# [What needs to be done]
All of the records are to be reproduced exactly.

━━━━━ Data for review ━━━━━

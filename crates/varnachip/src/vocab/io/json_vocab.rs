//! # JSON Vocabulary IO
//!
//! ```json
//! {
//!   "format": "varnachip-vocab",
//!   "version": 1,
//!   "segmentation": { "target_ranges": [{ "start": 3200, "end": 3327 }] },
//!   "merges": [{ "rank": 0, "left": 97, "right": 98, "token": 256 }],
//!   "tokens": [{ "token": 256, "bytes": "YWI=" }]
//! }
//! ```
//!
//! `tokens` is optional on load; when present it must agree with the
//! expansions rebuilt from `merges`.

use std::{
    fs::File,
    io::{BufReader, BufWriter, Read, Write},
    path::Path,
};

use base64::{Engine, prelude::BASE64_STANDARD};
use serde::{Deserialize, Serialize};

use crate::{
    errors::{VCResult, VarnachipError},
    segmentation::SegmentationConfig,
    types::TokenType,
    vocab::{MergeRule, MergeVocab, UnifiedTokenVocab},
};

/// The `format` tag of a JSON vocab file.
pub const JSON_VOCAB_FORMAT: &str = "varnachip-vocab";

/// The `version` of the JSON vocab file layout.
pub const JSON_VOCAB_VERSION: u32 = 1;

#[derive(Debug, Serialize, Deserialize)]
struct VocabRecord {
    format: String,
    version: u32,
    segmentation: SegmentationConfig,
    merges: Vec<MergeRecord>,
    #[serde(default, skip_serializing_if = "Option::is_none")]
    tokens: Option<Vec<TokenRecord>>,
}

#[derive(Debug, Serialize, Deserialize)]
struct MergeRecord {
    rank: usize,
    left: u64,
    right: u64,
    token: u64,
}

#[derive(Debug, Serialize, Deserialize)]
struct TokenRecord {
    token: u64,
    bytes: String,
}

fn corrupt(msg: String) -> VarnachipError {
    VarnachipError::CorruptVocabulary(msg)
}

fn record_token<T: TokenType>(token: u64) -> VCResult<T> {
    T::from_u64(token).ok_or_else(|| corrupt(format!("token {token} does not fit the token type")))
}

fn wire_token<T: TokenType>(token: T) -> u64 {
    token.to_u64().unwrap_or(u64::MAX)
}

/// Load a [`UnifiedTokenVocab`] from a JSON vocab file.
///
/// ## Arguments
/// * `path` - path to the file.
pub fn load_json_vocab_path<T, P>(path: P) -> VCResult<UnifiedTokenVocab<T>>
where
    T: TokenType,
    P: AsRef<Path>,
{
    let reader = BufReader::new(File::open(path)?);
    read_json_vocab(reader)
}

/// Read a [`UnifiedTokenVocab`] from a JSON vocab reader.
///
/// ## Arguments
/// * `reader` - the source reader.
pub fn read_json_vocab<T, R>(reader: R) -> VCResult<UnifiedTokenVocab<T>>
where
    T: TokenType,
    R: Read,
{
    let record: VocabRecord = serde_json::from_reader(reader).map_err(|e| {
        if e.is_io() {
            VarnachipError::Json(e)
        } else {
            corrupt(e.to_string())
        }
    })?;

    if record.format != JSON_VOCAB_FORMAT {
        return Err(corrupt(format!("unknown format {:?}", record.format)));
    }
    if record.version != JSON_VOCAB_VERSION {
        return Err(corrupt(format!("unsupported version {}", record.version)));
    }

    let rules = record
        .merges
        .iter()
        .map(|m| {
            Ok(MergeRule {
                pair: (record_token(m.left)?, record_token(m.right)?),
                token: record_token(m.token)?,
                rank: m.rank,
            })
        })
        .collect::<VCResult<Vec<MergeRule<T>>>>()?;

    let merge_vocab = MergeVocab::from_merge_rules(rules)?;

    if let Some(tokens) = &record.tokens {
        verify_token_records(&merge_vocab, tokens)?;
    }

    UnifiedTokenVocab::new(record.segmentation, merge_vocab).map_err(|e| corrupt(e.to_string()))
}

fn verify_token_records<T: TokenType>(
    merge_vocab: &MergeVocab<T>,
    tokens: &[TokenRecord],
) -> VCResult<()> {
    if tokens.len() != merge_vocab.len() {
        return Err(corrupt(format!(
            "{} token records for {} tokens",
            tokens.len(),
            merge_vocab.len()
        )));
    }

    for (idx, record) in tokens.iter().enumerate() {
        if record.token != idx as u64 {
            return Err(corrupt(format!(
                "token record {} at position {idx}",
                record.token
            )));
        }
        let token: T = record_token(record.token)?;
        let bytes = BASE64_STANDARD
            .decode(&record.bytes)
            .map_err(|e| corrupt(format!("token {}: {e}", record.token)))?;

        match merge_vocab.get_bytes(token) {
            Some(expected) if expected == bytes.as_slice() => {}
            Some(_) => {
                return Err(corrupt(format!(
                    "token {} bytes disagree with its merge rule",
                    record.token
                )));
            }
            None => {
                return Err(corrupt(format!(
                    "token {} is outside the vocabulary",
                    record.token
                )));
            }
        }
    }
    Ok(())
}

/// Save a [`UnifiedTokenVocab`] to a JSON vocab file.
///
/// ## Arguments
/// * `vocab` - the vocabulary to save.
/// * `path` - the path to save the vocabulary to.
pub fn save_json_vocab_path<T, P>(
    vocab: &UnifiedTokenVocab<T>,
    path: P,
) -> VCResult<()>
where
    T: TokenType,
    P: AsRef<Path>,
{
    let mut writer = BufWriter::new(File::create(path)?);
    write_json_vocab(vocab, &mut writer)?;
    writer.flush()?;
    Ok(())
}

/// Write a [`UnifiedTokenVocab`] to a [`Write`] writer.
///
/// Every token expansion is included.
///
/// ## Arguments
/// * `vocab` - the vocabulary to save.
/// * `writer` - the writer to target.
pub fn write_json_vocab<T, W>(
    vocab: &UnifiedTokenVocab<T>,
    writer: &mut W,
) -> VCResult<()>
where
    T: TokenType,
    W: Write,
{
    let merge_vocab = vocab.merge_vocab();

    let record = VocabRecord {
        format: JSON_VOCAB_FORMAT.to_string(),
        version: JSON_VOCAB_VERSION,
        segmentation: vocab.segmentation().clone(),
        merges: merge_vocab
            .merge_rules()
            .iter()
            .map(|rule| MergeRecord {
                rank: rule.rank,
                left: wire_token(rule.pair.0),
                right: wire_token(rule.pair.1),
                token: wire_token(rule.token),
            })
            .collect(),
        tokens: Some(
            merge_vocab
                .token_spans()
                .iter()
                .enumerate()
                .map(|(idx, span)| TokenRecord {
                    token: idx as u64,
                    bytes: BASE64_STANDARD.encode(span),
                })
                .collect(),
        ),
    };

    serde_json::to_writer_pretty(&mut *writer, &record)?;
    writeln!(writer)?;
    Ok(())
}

━━━━━

# [Answer section]
filename crates/varnachip/src/vocab/io/json_vocab.rs
//! # JSON Vocabulary IO
//!
//! ```json
//! {
//!   "format": "varnachip-vocab",
//!   "version": 1,
//!   "segmentation": { "target_ranges": [{ "start": 3200, "end": 3327 }] },
//!   "merges": [{ "rank": 0, "left": 97, "right": 98, "token": 256 }],
//!   "tokens": [{ "token": 256, "bytes": "YWI=" }]
//! }
//! ```
//!
//! `tokens` is optional on load; when present it must agree with the
//! expansions rebuilt from `merges`.

use std::{
    fs::File,
    io::{BufReader, BufWriter, Read, Write},
    path::Path,
};

use base64::{Engine, prelude::BASE64_STANDARD};
use serde::{Deserialize, Serialize};

use crate::{
    errors::{VCResult, VarnachipError},
    segmentation::SegmentationConfig,
    types::TokenType,
    vocab::{MergeRule, MergeVocab, UnifiedTokenVocab},
};

/// The `format` tag of a JSON vocab file.
pub const JSON_VOCAB_FORMAT: &str = "varnachip-vocab";

/// The `version` of the JSON vocab file layout.
pub const JSON_VOCAB_VERSION: u32 = 1;

#[derive(Debug, Serialize, Deserialize)]
struct VocabRecord {
    format: String,
    version: u32,
    segmentation: SegmentationConfig,
    merges: Vec<MergeRecord>,
    #[serde(default, skip_serializing_if = "Option::is_none")]
    tokens: Option<Vec<TokenRecord>>,
}

#[derive(Debug, Serialize, Deserialize)]
struct MergeRecord {
    rank: usize,
    left: u64,
    right: u64,
    token: u64,
}

#[derive(Debug, Serialize, Deserialize)]
struct TokenRecord {
    token: u64,
    bytes: String,
}

fn corrupt(msg: String) -> VarnachipError {
    VarnachipError::CorruptVocabulary(msg)
}

fn record_token<T: TokenType>(token: u64) -> VCResult<T> {
    T::from_u64(token).ok_or_else(|| corrupt(format!("token {token} does not fit the token type")))
}

fn wire_token<T: TokenType>(token: T) -> u64 {
    token.to_u64().unwrap_or(u64::MAX)
}

/// Load a [`UnifiedTokenVocab`] from a JSON vocab file.
///
/// ## Arguments
/// * `path` - path to the file.
pub fn load_json_vocab_path<T, P>(path: P) -> VCResult<UnifiedTokenVocab<T>>
where
    T: TokenType,
    P: AsRef<Path>,
{
    let reader = BufReader::new(File::open(path)?);
    read_json_vocab(reader)
}

/// Read a [`UnifiedTokenVocab`] from a JSON vocab reader.
///
/// ## Arguments
/// * `reader` - the source reader.
pub fn read_json_vocab<T, R>(reader: R) -> VCResult<UnifiedTokenVocab<T>>
where
    T: TokenType,
    R: Read,
{
    let record: VocabRecord = serde_json::from_reader(reader).map_err(|e| {
        if e.is_io() {
            VarnachipError::Json(e)
        } else {
            corrupt(e.to_string())
        }
    })?;

    if record.format != JSON_VOCAB_FORMAT {
        return Err(corrupt(format!("unknown format {:?}", record.format)));
    }
    if record.version != JSON_VOCAB_VERSION {
        return Err(corrupt(format!("unsupported version {}", record.version)));
    }

    let rules = record
        .merges
        .iter()
        .map(|m| {
            Ok(MergeRule {
                pair: (record_token(m.left)?, record_token(m.right)?),
                token: record_token(m.token)?,
                rank: m.rank,
            })
        })
        .collect::<VCResult<Vec<MergeRule<T>>>>()?;

    let merge_vocab = MergeVocab::from_merge_rules(rules)?;

    if let Some(tokens) = &record.tokens {
        verify_token_records(&merge_vocab, tokens)?;
    }

    UnifiedTokenVocab::new(record.segmentation, merge_vocab).map_err(|e| corrupt(e.to_string()))
}

fn verify_token_records<T: TokenType>(
    merge_vocab: &MergeVocab<T>,
    tokens: &[TokenRecord],
) -> VCResult<()> {
    if tokens.len() != merge_vocab.len() {
        return Err(corrupt(format!(
            "{} token records for {} tokens",
            tokens.len(),
            merge_vocab.len()
        )));
    }

    for (idx, record) in tokens.iter().enumerate() {
        if record.token != idx as u64 {
            return Err(corrupt(format!(
                "token record {} at position {idx}",
                record.token
            )));
        }
        let token: T = record_token(record.token)?;
        let bytes = BASE64_STANDARD
            .decode(&record.bytes)
            .map_err(|e| corrupt(format!("token {}: {e}", record.token)))?;

        match merge_vocab.get_bytes(token) {
            Some(expected) if expected == bytes.as_slice() => {}
            Some(_) => {
                return Err(corrupt(format!(
                    "token {} bytes disagree with its merge rule",
                    record.token
                )));
            }
            None => {
                return Err(corrupt(format!(
                    "token {} is outside the vocabulary",
                    record.token
                )));
            }
        }
    }
    Ok(())
}

/// Save a [`UnifiedTokenVocab`] to a JSON vocab file.
///
/// ## Arguments
/// * `vocab` - the vocabulary to save.
/// * `path` - the path to save the vocabulary to.
pub fn save_json_vocab_path<T, P>(
    vocab: &UnifiedTokenVocab<T>,
    path: P,
) -> VCResult<()>
where
    T: TokenType,
    P: AsRef<Path>,
{
    let mut writer = BufWriter::new(File::create(path)?);
    write_json_vocab(vocab, &mut writer)?;
    writer.flush()?;
    Ok(())
}

/// Write a [`UnifiedTokenVocab`] to a [`Write`] writer.
///
/// Every token expansion is included.
///
/// ## Arguments
/// * `vocab` - the vocabulary to save.
/// * `writer` - the writer to target.
pub fn write_json_vocab<T, W>(
    vocab: &UnifiedTokenVocab<T>,
    writer: &mut W,
) -> VCResult<()>
where
    T: TokenType,
    W: Write,
{
    let merge_vocab = vocab.merge_vocab();

    let record = VocabRecord {
        format: JSON_VOCAB_FORMAT.to_string(),
        version: JSON_VOCAB_VERSION,
        segmentation: vocab.segmentation().clone(),
        merges: merge_vocab
            .merge_rules()
            .iter()
            .map(|rule| MergeRecord {
                rank: rule.rank,
                left: wire_token(rule.pair.0),
                right: wire_token(rule.pair.1),
                token: wire_token(rule.token),
            })
            .collect(),
        tokens: Some(
            merge_vocab
                .token_spans()
                .iter()
                .enumerate()
                .map(|(idx, span)| TokenRecord {
                    token: idx as u64,
                    bytes: BASE64_STANDARD.encode(span),
                })
                .collect(),
        ),
    };

    serde_json::to_writer_pretty(&mut *writer, &record)?;
    writeln!(writer)?;
    Ok(())
}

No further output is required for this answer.